↓↓↓
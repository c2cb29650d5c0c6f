//! Locomotion states.
//!
//! Each state owns the data for one physical regime and implements
//! [`LocomotionState`]. States never switch themselves: they return a
//! [`Transition`] and the skater's state machine applies it, so `enter` and
//! `exit` always run in a well-defined order.

mod airborne;
mod bailed;
mod grinding;
mod manual;
mod skating;
mod standing;
mod vert_air;

pub use airborne::{Airborne, TrickKind};
pub use bailed::Bailed;
pub use grinding::Grinding;
pub use manual::Manual;
pub use skating::Skating;
pub use standing::StandingStill;
pub use vert_air::VertAir;

use nalgebra::Vector3;
use std::fmt;

use super::constants::skating::MAX_JUMP_CHARGE_TIME;
use super::intent::Intent;
use super::math::clamp01;
use super::skater::{GrindRequest, SkaterCore, StateContext};

#[derive(Debug, Clone, Copy, PartialEq, Eq, Hash)]
pub enum StateKind {
    StandingStill,
    Skating,
    Airborne,
    VertAir,
    Grinding,
    Manual,
    Bailed,
}

impl StateKind {
    pub fn name(&self) -> &'static str {
        match self {
            StateKind::StandingStill => "StandingStill",
            StateKind::Skating => "Skating",
            StateKind::Airborne => "Airborne",
            StateKind::VertAir => "VertAir",
            StateKind::Grinding => "Grinding",
            StateKind::Manual => "Manual",
            StateKind::Bailed => "Bailed",
        }
    }

    /// States that run their own fake gravity and can land.
    pub fn is_airborne(&self) -> bool {
        matches!(self, StateKind::Airborne | StateKind::VertAir)
    }
}

impl fmt::Display for StateKind {
    fn fmt(&self, f: &mut fmt::Formatter<'_>) -> fmt::Result {
        f.write_str(self.name())
    }
}

/// How Skating was entered; decides how it initializes velocity.
#[derive(Debug, Clone, Copy, PartialEq, Eq)]
pub enum SkatingEntry {
    /// Kick off from standing
    Push,
    /// Touchdown from an air state. `switched` is set when the landing flipped stance.
    Landing { switched: bool },
    /// Rolling on from Manual or Bailed
    Continue,
}

/// Launch data for an ollie off (or a roll-out over) a vert surface.
#[derive(Debug, Clone, Copy, PartialEq)]
pub struct VertLaunch {
    pub position: Vector3<f32>,
    pub normal: Vector3<f32>,
}

/// A requested state change, applied by the state machine.
#[derive(Debug, Clone, Copy, PartialEq)]
pub enum Transition {
    StandingStill,
    Skating(SkatingEntry),
    Airborne,
    VertAir(VertLaunch),
    Grinding(GrindRequest),
    Manual,
    Bailed,
}

impl Transition {
    pub fn target(&self) -> StateKind {
        match self {
            Transition::StandingStill => StateKind::StandingStill,
            Transition::Skating(_) => StateKind::Skating,
            Transition::Airborne => StateKind::Airborne,
            Transition::VertAir(_) => StateKind::VertAir,
            Transition::Grinding(_) => StateKind::Grinding,
            Transition::Manual => StateKind::Manual,
            Transition::Bailed => StateKind::Bailed,
        }
    }
}

/// Shared state contract.
///
/// `logic_update` runs once per rendered frame with the frame delta in
/// `ctx.dt`; `physics_update` runs on the fixed 60 Hz step. A returned
/// transition is applied immediately, before anything else reads the state.
pub trait LocomotionState {
    fn enter(&mut self, _core: &mut SkaterCore, _ctx: &StateContext) -> Option<Transition> {
        None
    }

    fn logic_update(&mut self, _core: &mut SkaterCore, _ctx: &StateContext) -> Option<Transition> {
        None
    }

    fn physics_update(&mut self, _core: &mut SkaterCore, _ctx: &StateContext) -> Option<Transition> {
        None
    }

    /// Runs before the next state's `enter`. `next` is the state being entered.
    fn exit(&mut self, _core: &mut SkaterCore, _ctx: &StateContext, _next: StateKind) {}
}

/// The active state and its data.
#[derive(Debug, Clone)]
pub enum SkaterState {
    StandingStill(StandingStill),
    Skating(Skating),
    Airborne(Airborne),
    VertAir(VertAir),
    Grinding(Grinding),
    Manual(Manual),
    Bailed(Bailed),
}

impl Default for SkaterState {
    fn default() -> Self {
        SkaterState::StandingStill(StandingStill::default())
    }
}

impl From<Transition> for SkaterState {
    fn from(transition: Transition) -> Self {
        match transition {
            Transition::StandingStill => SkaterState::StandingStill(StandingStill::default()),
            Transition::Skating(entry) => SkaterState::Skating(Skating::new(entry)),
            Transition::Airborne => SkaterState::Airborne(Airborne::default()),
            Transition::VertAir(launch) => SkaterState::VertAir(VertAir::new(launch)),
            Transition::Grinding(request) => SkaterState::Grinding(Grinding::new(request)),
            Transition::Manual => SkaterState::Manual(Manual::default()),
            Transition::Bailed => SkaterState::Bailed(Bailed::default()),
        }
    }
}

impl SkaterState {
    pub fn kind(&self) -> StateKind {
        match self {
            SkaterState::StandingStill(_) => StateKind::StandingStill,
            SkaterState::Skating(_) => StateKind::Skating,
            SkaterState::Airborne(_) => StateKind::Airborne,
            SkaterState::VertAir(_) => StateKind::VertAir,
            SkaterState::Grinding(_) => StateKind::Grinding,
            SkaterState::Manual(_) => StateKind::Manual,
            SkaterState::Bailed(_) => StateKind::Bailed,
        }
    }

    pub fn as_state_mut(&mut self) -> &mut dyn LocomotionState {
        match self {
            SkaterState::StandingStill(s) => s,
            SkaterState::Skating(s) => s,
            SkaterState::Airborne(s) => s,
            SkaterState::VertAir(s) => s,
            SkaterState::Grinding(s) => s,
            SkaterState::Manual(s) => s,
            SkaterState::Bailed(s) => s,
        }
    }

    /// Total yaw accumulated in the current air session, in degrees.
    pub fn air_yaw_degrees(&self) -> Option<f32> {
        match self {
            SkaterState::Airborne(s) => Some(s.total_yaw()),
            SkaterState::VertAir(s) => Some(s.total_yaw()),
            _ => None,
        }
    }

    pub fn as_grinding(&self) -> Option<&Grinding> {
        match self {
            SkaterState::Grinding(s) => Some(s),
            _ => None,
        }
    }

    pub fn as_skating(&self) -> Option<&Skating> {
        match self {
            SkaterState::Skating(s) => Some(s),
            _ => None,
        }
    }

    pub fn as_airborne(&self) -> Option<&Airborne> {
        match self {
            SkaterState::Airborne(s) => Some(s),
            _ => None,
        }
    }
}

/// Hold-to-charge, release-to-jump tracking shared by the jumping states.
#[derive(Debug, Clone, Copy, Default, PartialEq)]
pub struct JumpCharge {
    charging: bool,
    time: f32,
}

impl JumpCharge {
    /// Advances the charge and returns the charge ratio on the tick the jump is released.
    ///
    /// A press and release sampled in the same frame jumps at ratio 0. Letting
    /// go without a release edge cancels the charge.
    pub fn update(&mut self, intent: &mut Intent, dt: f32) -> Option<f32> {
        let pressed = intent.take_jump_down();
        if !self.charging && (pressed || intent.jump_held) {
            self.charging = true;
            self.time = 0.0;
        }
        if !self.charging {
            return None;
        }
        if intent.take_jump_up() {
            let ratio = self.ratio();
            self.reset();
            return Some(ratio);
        }
        if intent.jump_held {
            self.time = (self.time + dt).min(MAX_JUMP_CHARGE_TIME);
        } else {
            self.reset();
        }
        None
    }

    pub fn is_charging(&self) -> bool {
        self.charging
    }

    pub fn ratio(&self) -> f32 {
        clamp01(self.time / MAX_JUMP_CHARGE_TIME)
    }

    pub fn reset(&mut self) {
        self.charging = false;
        self.time = 0.0;
    }
}
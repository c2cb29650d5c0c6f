use nalgebra::{Point3, Vector3};
use rapier3d::prelude::*;
use std::collections::HashMap;

use super::geometry::{GeometryQuery, Hit, Layer, Rgba, SurfaceId};
use super::rails::{MultiPathExtractor, RailBuildError, RailId, RailNetwork, RailPath, TaggedMesh};

// Surfaces are members of their layer's group; probes are members of the skater
// group and filter on exactly one layer, so a ground probe never sees rails.
const GROUP_GROUND: Group = Group::GROUP_1;
const GROUP_RAIL: Group = Group::GROUP_2;
const GROUP_SKATER: Group = Group::GROUP_3;

/// Radius of the capsules laid along rail paths
pub const RAIL_RADIUS: f32 = 0.05;

fn layer_group(layer: Layer) -> Group {
    match layer {
        Layer::Ground => GROUP_GROUND,
        Layer::Rail => GROUP_RAIL,
    }
}

struct SurfaceRecord {
    layer: Layer,
    /// Vertex colours per source triangle, indexed like the source mesh
    triangle_colors: Vec<[Rgba; 3]>,
    rail: Option<RailId>,
}

/// Static rapier world answering the skater's geometry queries.
///
/// Ground meshes are inserted one collider per triangle so a ray hit maps
/// straight back to the authored triangle and its colour tags.
pub struct PhysicsWorld {
    pub rigid_body_set: RigidBodySet,
    pub collider_set: ColliderSet,
    pub query_pipeline: QueryPipeline,

    surfaces: Vec<SurfaceRecord>,
    /// Maps Rapier collider handle to its surface and source triangle
    collider_to_surface: HashMap<ColliderHandle, (SurfaceId, Option<u32>)>,
}

impl Default for PhysicsWorld {
    fn default() -> Self {
        Self::new()
    }
}

impl PhysicsWorld {
    pub fn new() -> Self {
        Self {
            rigid_body_set: RigidBodySet::new(),
            collider_set: ColliderSet::new(),
            query_pipeline: QueryPipeline::new(),
            surfaces: Vec::new(),
            collider_to_surface: HashMap::new(),
        }
    }

    /// Adds a tagged mesh as static geometry on `layer`.
    pub fn add_surface(&mut self, mesh: &TaggedMesh, layer: Layer) -> Result<SurfaceId, RailBuildError> {
        mesh.validate()?;
        let surface = self.next_surface_id();
        let mut triangle_colors = Vec::with_capacity(mesh.triangles.len());

        for (index, tri) in mesh.triangles.iter().enumerate() {
            let index = index as u32;
            if let Some(colors) = mesh.triangle_colors(index) {
                triangle_colors.push(colors);
            }
            let (Some(a), Some(b), Some(c)) =
                (mesh.vertex(tri[0]), mesh.vertex(tri[1]), mesh.vertex(tri[2]))
            else {
                continue;
            };
            if (b - a).cross(&(c - a)).norm_squared() < 1.0e-12 {
                tracing::debug!(surface = surface.0, triangle = index, "skipping degenerate triangle");
                continue;
            }
            let collider = ColliderBuilder::new(SharedShape::triangle(
                Point3::from(a),
                Point3::from(b),
                Point3::from(c),
            ))
            .collision_groups(InteractionGroups::new(layer_group(layer), Group::ALL))
            .build();
            let handle = self.collider_set.insert(collider);
            self.collider_to_surface.insert(handle, (surface, Some(index)));
        }

        self.surfaces.push(SurfaceRecord {
            layer,
            triangle_colors,
            rail: None,
        });
        self.update_queries();
        Ok(surface)
    }

    /// Lays capsule colliders along a rail path so rail probes can find it.
    pub fn add_rail(&mut self, rail: RailId, path: &RailPath) -> SurfaceId {
        let surface = self.next_surface_id();
        let points = path.points();
        let mut inserted = 0;
        for pair in points.windows(2) {
            if (pair[1] - pair[0]).norm() < 1.0e-5 {
                continue;
            }
            self.insert_rail_collider(
                surface,
                SharedShape::capsule(Point3::from(pair[0]), Point3::from(pair[1]), RAIL_RADIUS),
            );
            inserted += 1;
        }
        if inserted == 0 {
            tracing::warn!(rail = rail.0, "rail has no usable segments, adding a point collider");
            let p = Point3::from(points[0]);
            self.insert_rail_collider(surface, SharedShape::capsule(p, p, RAIL_RADIUS));
        }

        self.surfaces.push(SurfaceRecord {
            layer: Layer::Rail,
            triangle_colors: Vec::new(),
            rail: Some(rail),
        });
        self.update_queries();
        surface
    }

    /// Extracts every rail in `mesh`, registers the paths in `network` and adds their colliders.
    pub fn add_rail_mesh(
        &mut self,
        mesh: &TaggedMesh,
        extractor: &MultiPathExtractor,
        network: &mut RailNetwork,
    ) -> Result<Vec<RailId>, RailBuildError> {
        let paths = extractor.extract(mesh)?;
        let mut ids = Vec::with_capacity(paths.len());
        for path in paths {
            let id = network.insert(path);
            if let Some(shared) = network.get(id).cloned() {
                self.add_rail(id, &shared);
            }
            ids.push(id);
        }
        tracing::info!(rails = ids.len(), "registered rails from mesh");
        Ok(ids)
    }

    /// Rebuilds the query acceleration structure after colliders change.
    pub fn update_queries(&mut self) {
        self.query_pipeline.update(&self.collider_set);
    }

    pub fn surface_count(&self) -> usize {
        self.surfaces.len()
    }

    pub fn surface_layer(&self, surface: SurfaceId) -> Option<Layer> {
        self.surfaces.get(surface.0 as usize).map(|s| s.layer)
    }

    fn next_surface_id(&self) -> SurfaceId {
        SurfaceId(self.surfaces.len() as u32)
    }

    fn insert_rail_collider(&mut self, surface: SurfaceId, shape: SharedShape) {
        let collider = ColliderBuilder::new(shape)
            .collision_groups(InteractionGroups::new(GROUP_RAIL, Group::ALL))
            .build();
        let handle = self.collider_set.insert(collider);
        self.collider_to_surface.insert(handle, (surface, None));
    }
}

impl GeometryQuery for PhysicsWorld {
    fn probe(
        &self,
        origin: &Vector3<f32>,
        direction: &Vector3<f32>,
        max_distance: f32,
        layer: Layer,
    ) -> Option<Hit> {
        let dir = direction.try_normalize(1.0e-6)?;
        let ray = Ray::new(Point3::from(*origin), dir);
        let filter =
            QueryFilter::default().groups(InteractionGroups::new(GROUP_SKATER, layer_group(layer)));

        let (handle, intersection) = self.query_pipeline.cast_ray_and_get_normal(
            &self.rigid_body_set,
            &self.collider_set,
            &ray,
            max_distance,
            true, // solid
            filter,
        )?;
        let &(surface, triangle) = self.collider_to_surface.get(&handle)?;

        // Triangle normals come back with arbitrary winding; face them toward the probe.
        let normal = match intersection.normal.try_normalize(1.0e-6) {
            Some(n) if n.dot(&dir) > 0.0 => -n,
            Some(n) => n,
            None => -dir,
        };
        Some(Hit {
            point: ray.point_at(intersection.time_of_impact).coords,
            normal,
            distance: intersection.time_of_impact,
            surface,
            triangle,
        })
    }

    fn triangle_colors(&self, surface: SurfaceId, triangle: u32) -> Option<[Rgba; 3]> {
        self.surfaces
            .get(surface.0 as usize)?
            .triangle_colors
            .get(triangle as usize)
            .copied()
    }

    fn rail_at(&self, surface: SurfaceId) -> Option<RailId> {
        self.surfaces.get(surface.0 as usize)?.rail
    }
}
↑↑↑
→ **Task statement**
Using the records above, restate word for word the lines from the one with "ratio 0. Letting" through the one with "const GROUP_SKATER: Group = Group::GROUP_3;", both included.

→ **Output of the task**
    /// A press and release sampled in the same frame jumps at ratio 0. Letting
    /// go without a release edge cancels the charge.
    pub fn update(&mut self, intent: &mut Intent, dt: f32) -> Option<f32> {
        let pressed = intent.take_jump_down();
        if !self.charging && (pressed || intent.jump_held) {
            self.charging = true;
            self.time = 0.0;
        }
        if !self.charging {
            return None;
        }
        if intent.take_jump_up() {
            let ratio = self.ratio();
            self.reset();
            return Some(ratio);
        }
        if intent.jump_held {
            self.time = (self.time + dt).min(MAX_JUMP_CHARGE_TIME);
        } else {
            self.reset();
        }
        None
    }

    pub fn is_charging(&self) -> bool {
        self.charging
    }

    pub fn ratio(&self) -> f32 {
        clamp01(self.time / MAX_JUMP_CHARGE_TIME)
    }

    pub fn reset(&mut self) {
        self.charging = false;
        self.time = 0.0;
    }
}
repository c2cb29650d5c0c6f
use nalgebra::{Point3, Vector3};
use rapier3d::prelude::*;
use std::collections::HashMap;

use super::geometry::{GeometryQuery, Hit, Layer, Rgba, SurfaceId};
use super::rails::{MultiPathExtractor, RailBuildError, RailId, RailNetwork, RailPath, TaggedMesh};

// Surfaces are members of their layer's group; probes are members of the skater
// group and filter on exactly one layer, so a ground probe never sees rails.
const GROUP_GROUND: Group = Group::GROUP_1;
const GROUP_RAIL: Group = Group::GROUP_2;
const GROUP_SKATER: Group = Group::GROUP_3;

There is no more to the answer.